THE PROBLEM - Output range, inclusive: from the line containing "return Err(err.into());" to the line containing "value.as_f64().map_or(false, |v| v". Restate those lines from the data below word for word and only those.

ENTRIES SUPPLIED -
//! The staged validation pipeline.
//!
//! One run takes a mutable staging container and a schema, and applies
//! the stages in a fixed order — key restriction, defaults, casts,
//! per-attribute validation — so later stages observe earlier stages'
//! effects. The first violation aborts the run; the caller's committed
//! state is never touched because callers stage a candidate copy.
//!
//! Wildcard (global) rules are expanded once per run into one ephemeral
//! spec per key present at pipeline start, and checked after the
//! explicitly declared attributes.

use serde_json::Value;
use tracing::{debug, trace};

use crate::schema::{AttributeSpec, DefaultValue, Schema, TypeConstraint};
use crate::value::{Container, ValueKind};

use super::cast;
use super::constraint;
#[cfg(test)]
use super::errors::Error;
use super::errors::{ValidateResult, ValidationError};

/// Runs the full pipeline over `container` against `schema`.
///
/// On success the container holds the defaulted, cast, validated state.
/// On failure the container's intermediate state is unspecified and must
/// be discarded by the caller.
pub fn run(container: &mut Container, schema: &Schema) -> ValidateResult<()> {
    debug!(
        type_name = %schema.type_name(),
        entries = container.len(),
        "validation pipeline start"
    );

    let globals = expand_globals(container, schema);

    check_key_restriction(container, schema)?;
    apply_defaults(container, schema);
    cast_values(container, schema, &globals)?;
    validate_attributes(container, schema, &globals)?;

    trace!(type_name = %schema.type_name(), "validation pipeline complete");
    Ok(())
}

/// One ephemeral spec per (global rule, key present at pipeline start).
fn expand_globals(container: &Container, schema: &Schema) -> Vec<AttributeSpec> {
    let keys = container.keys();
    schema
        .globals()
        .iter()
        .flat_map(|global| keys.iter().map(|key| global.bind(key.clone())))
        .collect()
}

fn check_key_restriction(container: &Container, schema: &Schema) -> ValidateResult<()> {
    if !schema.restrict() {
        return Ok(());
    }
    let declared = schema.declared_keys();
    for key in container.keys() {
        if !declared.contains(&&key) {
            let allowed: Vec<String> = declared.iter().map(|k| k.to_string()).collect();
            return Err(ValidationError::key_restriction(&allowed, schema.type_name()).into());
        }
    }
    Ok(())
}

/// Fills absent optional attributes, in declaration order, so a
/// reference default can observe an earlier default's effect.
fn apply_defaults(container: &mut Container, schema: &Schema) {
    for spec in schema.optional() {
        let Some(default) = &spec.default else {
            continue;
        };
        let absent = container
            .get(&spec.key)
            .map_or(true, |value| value.is_null());
        if !absent {
            continue;
        }
        let value = match default {
            DefaultValue::Literal(value) => value.clone(),
            DefaultValue::Reference(other) => {
                container.get(other).cloned().unwrap_or(Value::Null)
            }
        };
        trace!(key = %spec.key, "default applied");
        container.set(&spec.key, value);
    }
}

fn cast_values(
    container: &mut Container,
    schema: &Schema,
    globals: &[AttributeSpec],
) -> ValidateResult<()> {
    let declared: Vec<AttributeSpec> = schema.attributes().cloned().collect();
    for spec in declared.iter().chain(globals.iter()) {
        if !spec.cast {
            continue;
        }
        let Some(current) = container.get(&spec.key) else {
            continue;
        };
        if current.is_null() {
            continue;
        }
        let cast_value = cast::apply(spec, current, schema.type_name())?;
        container.set(&spec.key, cast_value);
    }
    Ok(())
}

/// Per-attribute checks in declaration order: required, optional, then
/// global-expanded. For each: presence, type, one_of, custom — the
/// first failure aborts.
fn validate_attributes(
    container: &Container,
    schema: &Schema,
    globals: &[AttributeSpec],
) -> ValidateResult<()> {
    for spec in schema
        .required()
        .iter()
        .chain(schema.optional().iter())
        .chain(globals.iter())
    {
        validate_attribute(container, schema, spec)?;
    }
    Ok(())
}

fn validate_attribute(
    container: &Container,
    schema: &Schema,
    spec: &AttributeSpec,
) -> ValidateResult<()> {
    let value = container.get(&spec.key).cloned().unwrap_or(Value::Null);

    if spec.optional && value.is_null() {
        return Ok(());
    }

    if value.is_null() {
        return Err(ValidationError::presence(&spec.key, schema.type_name()).into());
    }

    if !constraint::satisfies(&spec.constraint, &value) {
        let err = match &spec.constraint {
            TypeConstraint::ArrayOf(of) | TypeConstraint::MapOf(of) => {
                ValidationError::collection_mismatch(&spec.key, &of.describe(), schema.type_name())
            }
            other => ValidationError::type_mismatch(
                &spec.key,
                ValueKind::of(&value),
                &other.describe(),
                schema.type_name(),
            ),
        };
        return Err(err.into());
    }

    if let Some(permitted) = &spec.one_of {
        if !permitted.contains(&value) {
            return Err(
                ValidationError::one_of_violation(&spec.key, permitted, schema.type_name()).into(),
            );
        }
    }

    if let Some(validator) = &spec.validator {
        if !validator.validate(&value, spec, container) {
            return Err(ValidationError::custom_failure(&spec.key, schema.type_name()).into());
        }
    }

    Ok(())
}
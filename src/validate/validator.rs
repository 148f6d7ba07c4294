//! Custom validator protocol.

use serde_json::Value;

use crate::schema::AttributeSpec;
use crate::value::Container;

/// A pluggable per-attribute check, invoked after the built-in presence,
/// type and one_of checks succeed.
///
/// The full staging record is passed alongside the value so a validator
/// can perform cross-field checks. Returning `false` fails the pipeline
/// with a custom-validation error naming the attribute.
pub trait Validator: Send + Sync {
    /// Whether `value` is acceptable for the attribute described by
    /// `spec` within `record`.
    fn validate(&self, value: &Value, spec: &AttributeSpec, record: &Container) -> bool;
}

#[cfg(test)]
mod tests {
    use super::*;
    use crate::value::Key;

    /// Accepts numbers strictly above a bound.
    struct AboveBound(f64);

    impl Validator for AboveBound {
        fn validate(&self, value: &Value, _spec: &AttributeSpec, _record: &Container) -> bool {
            value.as_f64().map_or(false, |v| v > self.0)
        }
    }

    /// Accepts a value only if it equals another attribute of the record.
    struct MatchesAttribute(Key);

    impl Validator for MatchesAttribute {
        fn validate(&self, value: &Value, _spec: &AttributeSpec, record: &Container) -> bool {
            record.get(&self.0) == Some(value)
        }
    }

    fn spec_for(key: &str) -> AttributeSpec {
        use crate::schema::TypeConstraint;
        AttributeSpec {
            key: Key::from(key),
            constraint: TypeConstraint::Any,
            optional: false,
            default: None,
            cast: false,
            one_of: None,
            validator: None,
            alias: None,
            transform: None,
            cast_with: None,
        }
    }

    #[test]
    fn test_value_based_validator() {
        let validator = AboveBound(10.0);
        let record = Container::from_value(serde_json::json!({"n": 11})).unwrap();
        let spec = spec_for("n");
        assert!(validator.validate(&serde_json::json!(11), &spec, &record));
        assert!(!validator.validate(&serde_json::json!(9), &spec, &record));
    }

    #[test]
    fn test_cross_field_validator() {
        let validator = MatchesAttribute(Key::from("confirmation"));
        let record =
            Container::from_value(serde_json::json!({"email": "a@b", "confirmation": "a@b"}))
                .unwrap();
        let spec = spec_for("email");
        assert!(validator.validate(&serde_json::json!("a@b"), &spec, &record));
        assert!(!validator.validate(&serde_json::json!("x@y"), &spec, &record));
    }
}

TASK RESULT -
        return Err(err.into());
    }

    if let Some(permitted) = &spec.one_of {
        if !permitted.contains(&value) {
            return Err(
                ValidationError::one_of_violation(&spec.key, permitted, schema.type_name()).into(),
            );
        }
    }

    if let Some(validator) = &spec.validator {
        if !validator.validate(&value, spec, container) {
            return Err(ValidationError::custom_failure(&spec.key, schema.type_name()).into());
        }
    }

    Ok(())
}
filename src/validate/validator.rs
repository 148f6d7ba07c4294
//! Custom validator protocol.

use serde_json::Value;

use crate::schema::AttributeSpec;
use crate::value::Container;

/// A pluggable per-attribute check, invoked after the built-in presence,
/// type and one_of checks succeed.
///
/// The full staging record is passed alongside the value so a validator
/// can perform cross-field checks. Returning `false` fails the pipeline
/// with a custom-validation error naming the attribute.
pub trait Validator: Send + Sync {
    /// Whether `value` is acceptable for the attribute described by
    /// `spec` within `record`.
    fn validate(&self, value: &Value, spec: &AttributeSpec, record: &Container) -> bool;
}

#[cfg(test)]
mod tests {
    use super::*;
    use crate::value::Key;

    /// Accepts numbers strictly above a bound.
    struct AboveBound(f64);

    impl Validator for AboveBound {
        fn validate(&self, value: &Value, _spec: &AttributeSpec, _record: &Container) -> bool {
            value.as_f64().map_or(false, |v| v > self.0)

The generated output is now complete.